*What is needed*
Filter the data below, keeping only lines that contain "RgbImage".

*Extracted entries*
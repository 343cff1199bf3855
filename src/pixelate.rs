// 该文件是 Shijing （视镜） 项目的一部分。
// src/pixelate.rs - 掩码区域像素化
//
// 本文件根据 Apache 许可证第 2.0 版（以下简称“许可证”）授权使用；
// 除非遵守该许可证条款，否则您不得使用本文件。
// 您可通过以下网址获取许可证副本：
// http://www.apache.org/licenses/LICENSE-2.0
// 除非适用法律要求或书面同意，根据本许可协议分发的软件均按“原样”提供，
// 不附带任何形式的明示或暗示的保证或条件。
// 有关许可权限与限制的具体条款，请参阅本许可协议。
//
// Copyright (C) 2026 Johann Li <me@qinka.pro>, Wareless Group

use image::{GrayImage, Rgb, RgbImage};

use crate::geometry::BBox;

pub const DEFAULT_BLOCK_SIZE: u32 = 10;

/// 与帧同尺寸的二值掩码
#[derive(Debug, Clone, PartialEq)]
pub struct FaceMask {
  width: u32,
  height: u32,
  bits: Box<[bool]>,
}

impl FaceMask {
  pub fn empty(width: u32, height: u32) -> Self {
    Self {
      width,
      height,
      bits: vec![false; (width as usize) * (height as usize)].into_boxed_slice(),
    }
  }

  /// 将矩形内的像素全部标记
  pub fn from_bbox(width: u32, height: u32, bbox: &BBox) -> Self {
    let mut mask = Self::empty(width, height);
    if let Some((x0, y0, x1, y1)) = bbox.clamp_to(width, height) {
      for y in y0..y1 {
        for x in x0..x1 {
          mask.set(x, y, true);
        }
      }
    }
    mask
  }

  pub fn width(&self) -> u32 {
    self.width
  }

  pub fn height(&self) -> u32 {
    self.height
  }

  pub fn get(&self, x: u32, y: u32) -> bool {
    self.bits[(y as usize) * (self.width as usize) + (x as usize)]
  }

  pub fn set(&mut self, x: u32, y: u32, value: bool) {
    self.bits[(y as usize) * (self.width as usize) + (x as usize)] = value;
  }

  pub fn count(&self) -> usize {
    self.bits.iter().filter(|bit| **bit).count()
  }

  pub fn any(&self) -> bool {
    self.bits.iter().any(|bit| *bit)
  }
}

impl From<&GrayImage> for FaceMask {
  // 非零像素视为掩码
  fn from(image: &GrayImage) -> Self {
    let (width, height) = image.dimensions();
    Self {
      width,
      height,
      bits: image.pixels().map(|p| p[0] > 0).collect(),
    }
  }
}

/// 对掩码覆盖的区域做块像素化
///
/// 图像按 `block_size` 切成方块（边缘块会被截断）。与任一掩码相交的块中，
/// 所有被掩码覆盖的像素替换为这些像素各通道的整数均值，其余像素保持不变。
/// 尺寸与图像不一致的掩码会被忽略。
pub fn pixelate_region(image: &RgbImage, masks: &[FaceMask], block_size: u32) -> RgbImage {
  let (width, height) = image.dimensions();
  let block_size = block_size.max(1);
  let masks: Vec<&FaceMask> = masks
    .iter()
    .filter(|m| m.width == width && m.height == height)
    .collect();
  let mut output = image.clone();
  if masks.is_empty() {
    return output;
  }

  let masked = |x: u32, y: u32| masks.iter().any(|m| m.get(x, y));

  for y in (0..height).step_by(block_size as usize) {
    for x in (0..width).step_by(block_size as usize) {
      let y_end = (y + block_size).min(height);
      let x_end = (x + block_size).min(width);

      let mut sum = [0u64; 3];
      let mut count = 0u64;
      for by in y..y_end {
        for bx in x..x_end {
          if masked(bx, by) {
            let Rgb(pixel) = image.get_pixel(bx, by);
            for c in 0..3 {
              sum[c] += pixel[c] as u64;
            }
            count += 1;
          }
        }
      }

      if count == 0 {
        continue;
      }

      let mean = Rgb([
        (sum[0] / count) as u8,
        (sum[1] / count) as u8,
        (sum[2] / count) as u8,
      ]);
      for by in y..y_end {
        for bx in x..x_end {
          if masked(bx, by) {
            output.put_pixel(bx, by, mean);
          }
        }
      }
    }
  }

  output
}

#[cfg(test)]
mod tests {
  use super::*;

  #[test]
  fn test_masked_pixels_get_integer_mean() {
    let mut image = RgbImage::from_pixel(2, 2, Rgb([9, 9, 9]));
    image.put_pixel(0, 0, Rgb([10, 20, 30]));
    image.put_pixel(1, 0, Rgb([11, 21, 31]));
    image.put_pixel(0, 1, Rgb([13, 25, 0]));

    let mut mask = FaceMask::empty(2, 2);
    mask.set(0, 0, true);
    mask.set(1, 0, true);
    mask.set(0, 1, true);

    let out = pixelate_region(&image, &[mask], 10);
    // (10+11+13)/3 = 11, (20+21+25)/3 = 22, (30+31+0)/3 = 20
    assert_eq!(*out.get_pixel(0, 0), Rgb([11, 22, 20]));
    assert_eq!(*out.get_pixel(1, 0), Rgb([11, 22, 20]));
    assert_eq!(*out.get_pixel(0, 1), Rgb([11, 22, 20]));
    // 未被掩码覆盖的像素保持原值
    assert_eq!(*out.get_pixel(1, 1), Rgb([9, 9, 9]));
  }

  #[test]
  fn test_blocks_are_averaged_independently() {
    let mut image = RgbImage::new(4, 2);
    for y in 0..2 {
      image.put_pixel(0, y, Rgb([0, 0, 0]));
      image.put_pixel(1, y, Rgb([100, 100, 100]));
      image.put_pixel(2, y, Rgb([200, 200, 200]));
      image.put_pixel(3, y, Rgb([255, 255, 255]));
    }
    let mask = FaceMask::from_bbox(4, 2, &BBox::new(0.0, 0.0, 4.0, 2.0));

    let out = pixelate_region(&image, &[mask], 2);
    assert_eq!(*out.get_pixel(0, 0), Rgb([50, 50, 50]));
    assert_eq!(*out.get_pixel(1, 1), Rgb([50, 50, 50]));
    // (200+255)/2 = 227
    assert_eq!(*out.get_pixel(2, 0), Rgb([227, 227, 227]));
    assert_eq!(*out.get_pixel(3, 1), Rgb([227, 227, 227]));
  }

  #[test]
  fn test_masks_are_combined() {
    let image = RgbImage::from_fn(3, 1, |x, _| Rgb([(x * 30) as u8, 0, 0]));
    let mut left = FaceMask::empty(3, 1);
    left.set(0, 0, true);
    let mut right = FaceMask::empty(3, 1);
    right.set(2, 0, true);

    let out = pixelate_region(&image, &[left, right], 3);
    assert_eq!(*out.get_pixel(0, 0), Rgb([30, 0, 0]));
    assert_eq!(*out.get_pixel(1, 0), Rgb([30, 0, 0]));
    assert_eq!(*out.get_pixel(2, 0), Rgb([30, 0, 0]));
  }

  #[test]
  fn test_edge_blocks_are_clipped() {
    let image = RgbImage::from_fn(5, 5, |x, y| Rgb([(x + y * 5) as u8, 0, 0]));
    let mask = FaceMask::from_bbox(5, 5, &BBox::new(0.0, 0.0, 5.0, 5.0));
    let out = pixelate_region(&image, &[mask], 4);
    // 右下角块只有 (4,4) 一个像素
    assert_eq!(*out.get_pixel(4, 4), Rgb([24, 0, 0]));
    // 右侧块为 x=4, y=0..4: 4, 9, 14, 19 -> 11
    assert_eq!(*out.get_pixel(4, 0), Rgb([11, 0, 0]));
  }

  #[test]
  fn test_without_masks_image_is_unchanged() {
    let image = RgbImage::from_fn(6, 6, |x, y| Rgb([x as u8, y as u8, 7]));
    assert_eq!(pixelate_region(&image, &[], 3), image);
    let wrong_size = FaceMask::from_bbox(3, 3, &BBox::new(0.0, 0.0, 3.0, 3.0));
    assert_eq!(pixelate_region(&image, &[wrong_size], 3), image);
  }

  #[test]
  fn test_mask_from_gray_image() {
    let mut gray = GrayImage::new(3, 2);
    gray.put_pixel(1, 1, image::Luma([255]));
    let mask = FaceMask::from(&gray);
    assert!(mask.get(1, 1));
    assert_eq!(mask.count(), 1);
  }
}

*Result of this task*
use image::{GrayImage, Rgb, RgbImage};
pub fn pixelate_region(image: &RgbImage, masks: &[FaceMask], block_size: u32) -> RgbImage {
    let mut image = RgbImage::from_pixel(2, 2, Rgb([9, 9, 9]));
    let mut image = RgbImage::new(4, 2);
    let image = RgbImage::from_fn(3, 1, |x, _| Rgb([(x * 30) as u8, 0, 0]));
    let image = RgbImage::from_fn(5, 5, |x, y| Rgb([(x + y * 5) as u8, 0, 0]));
    let image = RgbImage::from_fn(6, 6, |x, y| Rgb([x as u8, y as u8, 7]));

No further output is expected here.